■ **WHAT TO WORK ON**:
Scan the material for the word "RestoreFailed" and copy each line where it occurs.

■ **RAW DATA**:
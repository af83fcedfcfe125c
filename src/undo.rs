/// Undo functionality for reverting an organize session.
///
/// The undo log of a session is replayed backwards: the last recorded move
/// is reversed first. A failed entry is reported and the rest still run.
/// The log is deleted only when every entry was restored.
use crate::error::{OrganizeError, OrganizeResult};
use crate::file_organizer::move_file;
use crate::undo_log::{UndoLogEntry, read_log};
use std::fs;
use std::path::{Path, PathBuf};

/// Represents the result of an undo operation.
#[derive(Debug)]
pub struct UndoReport {
    /// The replayed log.
    pub log_path: PathBuf,
    /// Per-entry outcomes in processing order, newest move first.
    pub outcomes: Vec<(UndoLogEntry, OrganizeResult<()>)>,
    /// True when the log was fully consumed and removed.
    pub log_consumed: bool,
}

impl UndoReport {
    /// Number of files moved back to their original location.
    pub fn restored_count(&self) -> usize {
        self.outcomes.iter().filter(|(_, r)| r.is_ok()).count()
    }

    /// Entries that could not be restored.
    pub fn failures(&self) -> impl Iterator<Item = (&UndoLogEntry, &OrganizeError)> {
        self.outcomes
            .iter()
            .filter_map(|(entry, result)| result.as_ref().err().map(|e| (entry, e)))
    }

    /// Returns true if the undo was completely successful.
    pub fn is_complete_success(&self) -> bool {
        self.outcomes.iter().all(|(_, r)| r.is_ok())
    }
}

/// Replays undo logs.
pub struct UndoManager;

impl UndoManager {
    /// Reverses every move recorded in `log_path`.
    ///
    /// The log is expected at `<output root>/<undo dir>/<session>.jsonl`.
    /// After a complete restore the log is deleted and directories left
    /// empty under the output root are removed. The output root itself is
    /// kept.
    ///
    /// # Errors
    ///
    /// Returns `LogReadFailed` or `LogCorrupt` if the log cannot be loaded.
    /// Per-entry problems are `RestoreFailed` outcomes inside the report.
    ///
    /// # Examples
    ///
    /// ```no_run
    /// use organize::undo::UndoManager;
    /// use std::path::Path;
    ///
    /// let log = Path::new("/out/.organize_undo/20260101-120000-abcdef12.jsonl");
    /// match UndoManager::undo(log) {
    ///     Ok(report) => println!("Restored {} files", report.restored_count()),
    ///     Err(e) => eprintln!("Undo failed: {}", e),
    /// }
    /// ```
    pub fn undo(log_path: &Path) -> OrganizeResult<UndoReport> {
        let entries = read_log(log_path)?;
        log::info!(
            "Undoing {} moves from {}",
            entries.len(),
            log_path.display()
        );

        // undo is LIFO
        let outcomes: Vec<_> = entries
            .into_iter()
            .rev()
            .map(|entry| {
                let result = Self::restore_file(&entry);
                if let Err(e) = &result {
                    log::warn!("{}", e);
                }
                (entry, result)
            })
            .collect();

        let mut report = UndoReport {
            log_path: log_path.to_path_buf(),
            outcomes,
            log_consumed: false,
        };

        if report.is_complete_success() {
            match fs::remove_file(log_path) {
                Ok(()) => {
                    report.log_consumed = true;
                    log::info!("Consumed undo log {}", log_path.display());
                    Self::remove_empty_dirs(log_path, &report.outcomes);
                }
                Err(e) => log::warn!(
                    "Could not delete undo log {}: {}",
                    log_path.display(),
                    e
                ),
            }
        }

        Ok(report)
    }

    /// Moves a single file back to where it came from.
    fn restore_file(entry: &UndoLogEntry) -> OrganizeResult<()> {
        let failed = |reason: String| OrganizeError::RestoreFailed {
            original: entry.original_path.clone(),
            destination: entry.destination_path.clone(),
            reason,
        };

        if !entry.destination_path.exists() {
            return Err(failed("file is no longer at its destination".to_string()));
        }
        if entry.original_path.exists() {
            return Err(failed("original path is occupied".to_string()));
        }

        if let Some(parent) = entry.original_path.parent()
            && !parent.exists()
        {
            fs::create_dir_all(parent)
                .map_err(|e| failed(format!("cannot recreate {}: {}", parent.display(), e)))?;
        }

        move_file(&entry.destination_path, &entry.original_path)
            .map_err(|e| failed(e.to_string()))?;
        log::debug!(
            "Restored {} -> {}",
            entry.destination_path.display(),
            entry.original_path.display()
        );
        Ok(())
    }

    /// Removes directories emptied by the undo, stopping at the output root.
    fn remove_empty_dirs(log_path: &Path, outcomes: &[(UndoLogEntry, OrganizeResult<()>)]) {
        let Some(undo_dir) = log_path.parent() else {
            return;
        };
        let Some(output_root) = undo_dir.parent() else {
            return;
        };

        let mut candidates: Vec<&Path> = vec![undo_dir];
        candidates.extend(
            outcomes
                .iter()
                .filter_map(|(entry, _)| entry.destination_path.parent()),
        );

        for start in candidates {
            let mut dir = start;
            while dir != output_root && dir.starts_with(output_root) {
                // fails on non-empty directories, which ends the climb
                if fs::remove_dir(dir).is_err() {
                    break;
                }
                match dir.parent() {
                    Some(parent) => dir = parent,
                    None => break,
                }
            }
        }
    }
}
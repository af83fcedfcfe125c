//! organize - sort a directory into a category tree, reversibly
//!
//! Files are scanned, classified through a fallback chain (local LLM,
//! extension, keyword, catch-all), planned into collision-free destinations
//! and moved. Every move is recorded in a per-session undo log so the whole
//! session can be reverted.

pub mod analyzer;
pub mod classifier;
pub mod cli;
pub mod config;
pub mod error;
pub mod file_category;
pub mod file_organizer;
pub mod output;
pub mod planner;
pub mod scanner;
pub mod undo;
pub mod undo_log;

pub use analyzer::{AnalysisRequest, AnalyzerBackend, AnalyzerError, OllamaBackend};
pub use classifier::{ClassificationMethod, ClassificationResult, Classifier};
pub use config::{CompiledFilters, ConfigError, OrganizerConfig};
pub use error::{OrganizeError, OrganizeResult};
pub use file_category::{Category, CategoryRegistry};
pub use file_organizer::{FileOrganizer, MoveOutcome, MoveStatus};
pub use planner::{OrganizationPlan, PlanEntry, Planner, SkipReason};
pub use scanner::{FileRecord, Scanner};
pub use undo::{UndoManager, UndoReport};
pub use undo_log::{Session, UndoLogEntry};

pub use cli::{Cli, run_cli};
/// Organization planning.
///
/// The planner turns scanned files into an ordered list of moves. It
/// classifies files in parallel on a bounded pool, restores scan order, then
/// allocates collision-free destinations one entry at a time. It never
/// touches the filesystem beyond existence checks.
use crate::classifier::{ClassificationMethod, ClassificationResult, Classifier};
use crate::config::CompiledFilters;
use crate::file_category::Category;
use crate::scanner::{FileRecord, split_name};
use indicatif::ProgressBar;
use rayon::prelude::*;
use std::collections::HashSet;
use std::path::{Path, PathBuf};

/// One planned move.
#[derive(Debug, Clone, PartialEq)]
pub struct PlanEntry {
    pub source: PathBuf,
    /// Absolute destination inside the output root, unique within the plan.
    pub destination: PathBuf,
    pub category: Category,
    pub method: ClassificationMethod,
}

impl PlanEntry {
    pub fn confidence(&self) -> f64 {
        self.method.confidence()
    }
}

/// Why a scanned file was left out of the plan.
#[derive(Debug, Clone, Copy, PartialEq, Eq)]
pub enum SkipReason {
    /// Larger than the size ceiling.
    TooLarge,
    /// Rejected by the exclusion rules.
    Excluded,
    /// Below the top level in a non-recursive run, or not under the source.
    OutsideScope,
    /// Already inside the output root.
    InsideOutput,
}

impl std::fmt::Display for SkipReason {
    fn fmt(&self, f: &mut std::fmt::Formatter<'_>) -> std::fmt::Result {
        let text = match self {
            SkipReason::TooLarge => "too large",
            SkipReason::Excluded => "excluded",
            SkipReason::OutsideScope => "outside scope",
            SkipReason::InsideOutput => "inside output",
        };
        f.write_str(text)
    }
}

/// Ordered moves plus the files left alone.
#[derive(Debug, Clone, Default)]
pub struct OrganizationPlan {
    pub source_root: PathBuf,
    pub output_root: PathBuf,
    pub entries: Vec<PlanEntry>,
    pub skipped: Vec<(PathBuf, SkipReason)>,
}

impl OrganizationPlan {
    pub fn len(&self) -> usize {
        self.entries.len()
    }

    pub fn is_empty(&self) -> bool {
        self.entries.is_empty()
    }

    /// Entry count per classification method, in chain order.
    pub fn method_counts(&self) -> Vec<(ClassificationMethod, usize)> {
        ClassificationMethod::ALL
            .iter()
            .map(|&m| (m, self.entries.iter().filter(|e| e.method == m).count()))
            .filter(|&(_, count)| count > 0)
            .collect()
    }
}

/// Builds organization plans.
pub struct Planner<'a> {
    classifier: &'a Classifier<'a>,
    filters: Option<&'a CompiledFilters>,
    max_file_size: Option<u64>,
    max_concurrency: usize,
    progress: Option<ProgressBar>,
}

impl<'a> Planner<'a> {
    pub fn new(classifier: &'a Classifier<'a>) -> Self {
        Self {
            classifier,
            filters: None,
            max_file_size: None,
            max_concurrency: 1,
            progress: None,
        }
    }

    /// Excludes files rejected by `filters`.
    pub fn with_filters(mut self, filters: &'a CompiledFilters) -> Self {
        self.filters = Some(filters);
        self
    }

    /// Skips files strictly larger than `bytes`.
    pub fn with_max_file_size(mut self, bytes: u64) -> Self {
        self.max_file_size = Some(bytes);
        self
    }

    /// Bounds the number of files classified at once.
    pub fn with_max_concurrency(mut self, workers: usize) -> Self {
        self.max_concurrency = workers.max(1);
        self
    }

    /// Advances `progress` once per classified file.
    pub fn with_progress(mut self, progress: ProgressBar) -> Self {
        self.progress = Some(progress);
        self
    }

    /// Plans moves for `records` into `output_root`.
    ///
    /// Entries keep the order of `records`. Destinations are
    /// `output_root/<category path>/<file name>`, suffixed `_1`, `_2`, ...
    /// before the extension when the path exists or was already allocated.
    pub fn plan(
        &self,
        source_root: &Path,
        records: &[FileRecord],
        output_root: &Path,
        recursive: bool,
    ) -> OrganizationPlan {
        let mut plan = OrganizationPlan {
            source_root: source_root.to_path_buf(),
            output_root: output_root.to_path_buf(),
            ..Default::default()
        };

        let mut candidates = Vec::with_capacity(records.len());
        for record in records {
            match self.skip_reason(source_root, output_root, record, recursive) {
                Some(reason) => {
                    log::debug!("Skipping {} ({})", record.path.display(), reason);
                    plan.skipped.push((record.path.clone(), reason));
                }
                None => candidates.push(record),
            }
        }

        let results = self.classify_all(&candidates);

        let mut allocated = HashSet::new();
        for (record, result) in candidates.into_iter().zip(results) {
            let dir = category_dir(output_root, &result.category);
            let destination = unique_destination(&dir, record, &allocated);
            allocated.insert(destination.clone());
            plan.entries.push(PlanEntry {
                source: record.path.clone(),
                destination,
                category: result.category,
                method: result.method,
            });
        }

        plan
    }

    fn skip_reason(
        &self,
        source_root: &Path,
        output_root: &Path,
        record: &FileRecord,
        recursive: bool,
    ) -> Option<SkipReason> {
        if record.path.starts_with(output_root) {
            return Some(SkipReason::InsideOutput);
        }
        let Ok(relative) = record.path.strip_prefix(source_root) else {
            return Some(SkipReason::OutsideScope);
        };
        if !recursive && relative.components().count() != 1 {
            return Some(SkipReason::OutsideScope);
        }
        if self.max_file_size.is_some_and(|max| record.size_bytes > max) {
            return Some(SkipReason::TooLarge);
        }
        if self.filters.is_some_and(|f| !f.should_include(relative)) {
            return Some(SkipReason::Excluded);
        }
        None
    }

    /// Classifies on a bounded pool; indexed collect keeps input order.
    fn classify_all(&self, records: &[&FileRecord]) -> Vec<ClassificationResult> {
        let classify = |record: &&FileRecord| {
            let result = self.classifier.classify(record);
            log::debug!(
                "{} -> {} ({}, {:.2})",
                record.name,
                result.category.name,
                result.method,
                result.confidence()
            );
            if let Some(pb) = &self.progress {
                pb.inc(1);
            }
            result
        };

        if self.max_concurrency <= 1 || records.len() <= 1 {
            return records.iter().map(classify).collect();
        }

        match rayon::ThreadPoolBuilder::new()
            .num_threads(self.max_concurrency)
            .build()
        {
            Ok(pool) => pool.install(|| records.par_iter().map(classify).collect()),
            Err(e) => {
                log::warn!("Could not start classification pool ({}), running sequentially", e);
                records.iter().map(classify).collect()
            }
        }
    }
}

fn category_dir(output_root: &Path, category: &Category) -> PathBuf {
    category
        .path
        .split('/')
        .filter(|part| !part.is_empty())
        .fold(output_root.to_path_buf(), |dir, part| dir.join(part))
}

/// Picks the first free `stem[_n]ext` name in `dir`.
fn unique_destination(dir: &Path, record: &FileRecord, allocated: &HashSet<PathBuf>) -> PathBuf {
    let is_free = |path: &Path| !allocated.contains(path) && !path.exists();

    let candidate = dir.join(&record.name);
    if is_free(&candidate) {
        return candidate;
    }

    let (stem, suffix) = split_name(&record.name, &record.extension);
    (1u64..)
        .map(|n| dir.join(format!("{}_{}{}", stem, n, suffix)))
        .find(|path| is_free(path))
        .unwrap_or(candidate)
}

■ **REPLY TO THE EXERCISE**:
    /// Per-entry problems are `RestoreFailed` outcomes inside the report.
        let failed = |reason: String| OrganizeError::RestoreFailed {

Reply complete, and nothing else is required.